Starting point is 00:26:27 It's a real pain for them to design models, run them in A-B. It's very costly as well. So talk about productivity gains. It's immense when you can run 100 to 200 A-B tests in a minute versus running one A-B test for two weeks. Rafa, you work as a program manager within a research organization. Yes. And it's your job to bring science to the people. Yes.
Starting point is 00:26:54 Talk about your process a little more in detail of research incubate transfer in the context of how you develop RL prototypes and engineer them and how you test them. And specifically, maybe you could explain a couple of examples of this process of deployments that are out there already.
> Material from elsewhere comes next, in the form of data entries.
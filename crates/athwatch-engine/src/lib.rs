pub mod classify;
pub mod consumer;
pub mod correlator;
pub mod dispatcher;
pub mod error;
pub mod evaluator;
pub mod events;
pub mod execution;
pub mod monitor;
pub mod parse;
pub mod pipeline;
pub mod router;
pub mod scraper;
pub mod signals;
pub mod table;
pub mod transport;

pub mod test_support;

pub use classify::{classify_verification, Verdict};
pub use consumer::{ConsumeOutcome, DecisionConsumer};
pub use correlator::{Correlator, DispatchState};
pub use dispatcher::{DispatchReport, Dispatcher};
pub use error::EngineError;
pub use evaluator::{evaluate, Evaluation};
pub use events::EventBus;
pub use execution::{classify_execution, ExecutionHandler, ExecutionReport};
pub use monitor::timeout_monitor;
pub use pipeline::{run_cycle, Pipeline};
pub use router::{InboundRouter, Routed};
pub use scraper::{candidates_from_json, PageScraper};
pub use signals::ControlSignals;
pub use table::{CorrelationEntry, CorrelationTable, ResponderState};
pub use transport::{normalize_peer, InboundMessage, PeerDirectory, Route, Transport};
use std::sync::Arc;

use athwatch_models::PipelineEvent;
use tokio::sync::watch;
use tokio_util::sync::CancellationToken;
use tracing::{error, info};

use crate::events::EventBus;

/// The two global signals every task observes: a resumable pause and a
/// one-way shutdown.
#[derive(Clone)]
pub struct ControlSignals {
    paused: Arc<watch::Sender<bool>>,
    shutdown: CancellationToken,
    events: EventBus,
}

impl ControlSignals {
    pub fn new(events: EventBus) -> Self {
        let (paused, _) = watch::channel(false);
        Self {
            paused: Arc::new(paused),
            shutdown: CancellationToken::new(),
            events,
        }
    }

    pub fn is_paused(&self) -> bool {
        *self.paused.borrow()
    }

    /// Receiver that wakes on every pause/resume transition.
    pub fn watch_pause(&self) -> watch::Receiver<bool> {
        self.paused.subscribe()
    }

    /// Halt new work until [`resume`](Self::resume). Returns false if the
    /// pipeline was already paused.
    pub fn pause(&self, reason: &str) -> bool {
        let changed = self.paused.send_if_modified(|paused| {
            let was = *paused;
            *paused = true;
            !was
        });
        if changed {
            error!(%reason, "Pipeline paused");
            self.events.emit(PipelineEvent::Paused {
                reason: reason.to_string(),
            });
        }
        changed
    }

    pub fn resume(&self) -> bool {
        let changed = self.paused.send_if_modified(|paused| {
            let was = *paused;
            *paused = false;
            was
        });
        if changed {
            info!("Pipeline resumed");
            self.events.emit(PipelineEvent::Resumed);
        }
        changed
    }

    /// Request an orderly stop. Also lifts any pause so tasks waiting on it
    /// see the shutdown.
    pub fn shutdown(&self) {
        if self.shutdown.is_cancelled() {
            return;
        }
        info!("Shutdown requested");
        self.shutdown.cancel();
        self.paused.send_if_modified(|paused| std::mem::replace(paused, false));
        self.events.emit(PipelineEvent::ShutdownRequested);
    }

    pub fn is_shutdown(&self) -> bool {
        self.shutdown.is_cancelled()
    }

    pub fn shutdown_token(&self) -> CancellationToken {
        self.shutdown.clone()
    }

    pub fn events(&self) -> &EventBus {
        &self.events
    }
}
How are you living up to the code? We have a decent-sized engineering team that supports our RL efforts in MSR. And our job is twofold. One is to, from a program management perspective, it's to really drive what it means to go from an algorithm to a prototype and then validate whether that prototype has any market potential.
Starting point is 00:27:38 I take it upon me as a program manager when researchers are creating these wonderful academic papers with great algorithm and some of them may have huge market potential. So this market analysis happens actually in MSR and we ask ourselves, great algorithm, what are the classes of problems we can solve for it? And would people like relate to these problems such that we could actually go and incubate them? And the incubation is a validation of this market hypothesis. So that's what we do in our incubations. We are actually trying to see whether this is something that we could potentially tech transfer to the product team. And we've done this with contextual bandits in the context of personalization scenarios. So contextual bandits is a technique, right? And
Starting point is 00:28:34 so we ask ourselves, okay, with this technique, what classes of problems can we solve very efficiently? And personalization was one of them. And we went and incubated it first with MSN. Actually, John and the team incubated it with MSN first, and they got a 26% lift. That's multi-million dollar revenue potential. So from a market potential, it really made sense. So we went and said, okay, one customer is not statistically significant, so we need to do more. And we spent a fair amount of time actually validating this idea and validating the different types of personalization. So MSN was a news article personalization. Recently, we did a page layout personalization with Surface.com Japan, where they had four boxes on
Starting point is 00:29:26 Surface.com Japan, and they were wondering how to present these boxes based on the user that was visiting that page. And guess what? We gave them 2,500 events. So it was a short run pilot that we did with them. We gave them an 80% lift, 80. They were flabbergasted. They couldn't believe, and this was run on an A-B test. So they had their page layout that their designers had specified for them, for all users, running as the control. And they had our personalization engine running with our contextual bandit algorithm. And they ran it. And for us, you know, 2,500 samples is not really a lot. But even with that, we gave them an 80% lift over their control. So these are the kinds of incubation that when we go to our sister product team in Redmond and
Starting point is 00:30:22 tell the story, they get super excited that this could be a classes of application that could work for the masses. John, there's a lot of talk today about diversity, and that often means having different people on the team. But there's other aspects, especially in reinforcement learning, that include diversity of perspective and approach. How do you address this in the work you're doing, and how do you practically manage it? One thing to understand is that research is an extreme sport in many ways. You're trying to do something which nobody has ever done before. And so you need an environment that supports you in doing this in many ways. It's hard for a single researcher to have all
Starting point is 00:31:19 the abilities that are needed to succeed. When you're learning to do research, you're typically learning a very narrow thing. And over time, maybe that gets a little bit broader, but it's still going to be the case that you just know a very narrow perspective on how to solve a problem. So one of the things that we actually do is on a weekly basis, we have an open problems discussion where a group of researchers gets together and one of them talks
Starting point is 00:31:45 about the problem that they're interested in. And then other people can chime in and say, oh, maybe she'd look at this way or think about it that way. That helps, I think, sharpen the problems. And then in the process of solving problems, amazing things come up in discussion, but they can only come up if you can listen to each other. I guess the people that I prefer to work with are the ones who listen carefully. There's a process of bouncing ideas off each other, discovering the flaws in them, figuring out how to get around the flaws. This process can go on. It's indefinite. But sometimes it lands.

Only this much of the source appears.